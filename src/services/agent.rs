//! Stock market assistant: instruction prompt, per-session history and the
//! tool-calling loop.

use crate::constants::{
    DEFAULT_USER_ID, EMPTY_REPLY_PLACEHOLDER, MAX_SESSIONS, MAX_SESSION_MESSAGES,
    VN30_DEFAULT_SYMBOLS,
};
use crate::error::Result;
use crate::models::ToolContext;
use crate::services::llm_client::{
    assistant_message, user_message, ChatModel, ChatTurn, EventLog, RegistryTool,
};
use crate::services::tool_registry::ToolRegistry;
use async_trait::async_trait;
use rig::completion::Message;
use serde::Serialize;
use std::collections::HashMap;
use std::sync::{Arc, Mutex};
use tokio::sync::Mutex as TokioMutex;
use tracing::{debug, info, instrument, warn};

pub const AGENT_NAME: &str = "vnstock_agent";

const MCP_UNAVAILABLE_WARNING: &str = "
⚠️  QUAN TRỌNG: MCP SERVER HIỆN KHÔNG KHẢ DỤNG
- MCP tools không thể sử dụng được do MCP server không kết nối được.
- Khi người dùng hỏi về thông tin thị trường (giá cổ phiếu, tin tức, báo cáo tài chính),
  bạn có thể gọi MCP tools, nhưng chúng sẽ trả về error message.
- Khi nhận được error từ MCP tools, bạn PHẢI trả lời cho người dùng:
  'Xin lỗi, hiện tại không thể truy cập dữ liệu thị trường do MCP server không khả dụng.
  Vui lòng thử lại sau hoặc liên hệ quản trị viên.'
- Chỉ có thể sử dụng backend API tools (giao dịch, lịch sử, thống kê) và get_current_datetime.
";

/// System instruction; warns the model when market data tools are down
pub fn build_instruction(mcp_tools_count: usize) -> String {
    let warning = if mcp_tools_count == 0 { MCP_UNAVAILABLE_WARNING } else { "" };
    let vn30 = VN30_DEFAULT_SYMBOLS
        .iter()
        .map(|s| format!("\"{}\"", s))
        .collect::<Vec<_>>()
        .join(", ");

    format!(
        r#"Bạn là một assistant chuyên về thị trường chứng khoán Việt Nam.
{warning}
PHÂN LOẠI TOOLS:

1. MCP TOOLS (ƯU TIÊN CHO THÔNG TIN THỊ TRƯỜNG):
   - LUÔN sử dụng MCP tools để lấy thông tin thị trường, giá cổ phiếu, thông tin công ty
     * Thông tin công ty: get_company_overview, get_company_news, get_company_events, get_company_shareholders, get_company_officers, get_company_ratio_summary
     * Dữ liệu giá: get_quote_history_price, get_quote_intraday_price, get_quote_price_depth, get_price_board
     * Báo cáo tài chính: get_income_statements, get_balance_sheets, get_cash_flows, get_finance_ratios
     * Danh sách mã: get_all_symbol_groups, get_all_symbols_by_group, get_all_symbols
     * Khác: get_gold_price, get_exchange_rate

2. BACKEND API TOOLS (USER ACTIONS VÀ THÔNG TIN CÁ NHÂN):
   - Mua/bán cổ phiếu (create_transaction), hủy giao dịch (cancel_transaction), chi tiết giao dịch (get_transaction_by_id)
   - Lịch sử giao dịch (get_transaction_history), thống kê giao dịch (get_transaction_stats), thông tin tài khoản (get_user_profile), bảng xếp hạng (get_ranking)
   - userId sẽ được tự động lấy từ metadata, không cần user cung cấp trong message
   - KHÔNG BAO GIỜ dùng backend API để lấy thông tin thị trường real-time

QUY TẮC SỬ DỤNG TOOLS:
- Giá cổ phiếu, tin tức, báo cáo tài chính → MCP TOOLS
- Mua/bán → lấy giá hiện tại bằng MCP TOOLS, SAU ĐÓ dùng create_transaction (type="buy" hoặc "sell")
- Thông tin cá nhân, giao dịch của user → BACKEND API TOOLS
- Bảng xếp hạng → get_ranking

THỜI GIAN VÀ DỮ LIỆU:
- Khi người dùng hỏi về ngày/giờ hiện tại, LUÔN gọi `get_current_datetime`
- KHÔNG BAO GIỜ tự đoán ngày tháng hoặc tự tạo dữ liệu
- Nếu tool trả về lỗi, hãy thông báo lỗi rõ ràng cho người dùng
- get_quote_intraday_price TỰ ĐỘNG lấy giá đóng cửa gần nhất nếu ngoài giờ giao dịch (9:00-15:00, thứ 2-6) hoặc có lỗi

CÂU HỎI KHÔNG RÕ RÀNG:
- "Tình hình thị trường", "thị trường hôm nay", "bảng giá" mà không có mã cụ thể:
  → Dùng get_all_symbols_by_group với group="VN30", rồi get_price_board với danh sách đó
  → Nếu thất bại, dùng get_price_board với: [{vn30}]
  → Hiển thị kết quả, SAU ĐÓ hỏi người dùng có muốn xem mã cụ thể nào không
- "Tin tức công ty" hoặc "báo cáo tài chính" mà không có mã: hỏi lại mã cổ phiếu (ví dụ: VCB, VNM, FPT)
- "Tin tức về [MÃ]": get_company_news với symbol đó, page_size=10, page=0

FORMAT RESPONSE:
- LUÔN trả lời bằng một đoạn văn hoàn chỉnh bằng tiếng Việt, KHÔNG ĐƯỢC ĐỂ TRỐNG
- KHÔNG chỉ trả về dữ liệu thô
- Khi thiếu thông tin để đặt lệnh (mã, khối lượng, giá), hướng dẫn người dùng cung cấp đầy đủ"#
    )
}

/// One step of an agent run, exposed as `raw_agent_output.events`
#[derive(Debug, Clone, Serialize)]
pub struct AgentEvent {
    pub author: String,
    #[serde(skip_serializing_if = "Option::is_none")]
    pub text: Option<String>,
    #[serde(skip_serializing_if = "Vec::is_empty")]
    pub tool_calls: Vec<String>,
    #[serde(skip_serializing_if = "Option::is_none")]
    pub tool: Option<String>,
}

#[derive(Debug, Clone, Serialize)]
pub struct AgentOutput {
    pub reply: String,
    pub events: Vec<AgentEvent>,
}

/// Anything that can answer one chat turn
#[async_trait]
pub trait AgentRunner: Send + Sync {
    async fn run(&self, user_id: &str, session_id: &str, message: &str) -> Result<AgentOutput>;

    fn model_name(&self) -> String;

    fn provider(&self) -> String;
}

type SessionKey = (String, String);

struct Session {
    messages: Vec<Message>,
    last_used: u64,
}

#[derive(Default)]
struct Sessions {
    entries: HashMap<SessionKey, Session>,
    clock: u64,
}

impl Sessions {
    /// Session for `key`, created on first use; evicts the least recently
    /// used session when the store is full
    fn touch(&mut self, key: SessionKey, max_sessions: usize) -> &mut Session {
        self.clock += 1;
        let now = self.clock;

        if !self.entries.contains_key(&key) {
            if self.entries.len() >= max_sessions {
                let oldest = self
                    .entries
                    .iter()
                    .min_by_key(|(_, session)| session.last_used)
                    .map(|(k, _)| k.clone());
                if let Some(oldest) = oldest {
                    debug!(user_id = %oldest.0, session_id = %oldest.1, "Evicting chat session");
                    self.entries.remove(&oldest);
                }
            }
            debug!(user_id = %key.0, session_id = %key.1, "Creating chat session");
        }

        let session = self.entries.entry(key).or_insert_with(|| Session {
            messages: Vec::new(),
            last_used: now,
        });
        session.last_used = now;
        session
    }
}

/// In-memory conversation history per `(user_id, session_id)`
pub struct SessionStore {
    sessions: TokioMutex<Sessions>,
    max_sessions: usize,
}

impl Default for SessionStore {
    fn default() -> Self {
        Self::with_capacity(MAX_SESSIONS)
    }
}

impl SessionStore {
    pub fn new() -> Self {
        Self::default()
    }

    pub fn with_capacity(max_sessions: usize) -> Self {
        Self {
            sessions: TokioMutex::new(Sessions::default()),
            max_sessions: max_sessions.max(1),
        }
    }

    /// History of a session, creating it on first use
    pub async fn history(&self, user_id: &str, session_id: &str) -> Vec<Message> {
        let mut sessions = self.sessions.lock().await;
        sessions
            .touch((user_id.to_string(), session_id.to_string()), self.max_sessions)
            .messages
            .clone()
    }

    pub async fn append(&self, user_id: &str, session_id: &str, turn: Vec<Message>) {
        let mut sessions = self.sessions.lock().await;
        let history = &mut sessions
            .touch((user_id.to_string(), session_id.to_string()), self.max_sessions)
            .messages;
        history.extend(turn);
        if history.len() > MAX_SESSION_MESSAGES {
            let excess = history.len() - MAX_SESSION_MESSAGES;
            history.drain(..excess);
        }
    }

    pub async fn len(&self) -> usize {
        self.sessions.lock().await.entries.len()
    }

    pub async fn contains(&self, user_id: &str, session_id: &str) -> bool {
        self.sessions
            .lock()
            .await
            .entries
            .contains_key(&(user_id.to_string(), session_id.to_string()))
    }
}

## DIRECTIONS:
Your answer must be a single number: how many lines of the records contain the word "excess".

## EXERCISE OUTPUT:
2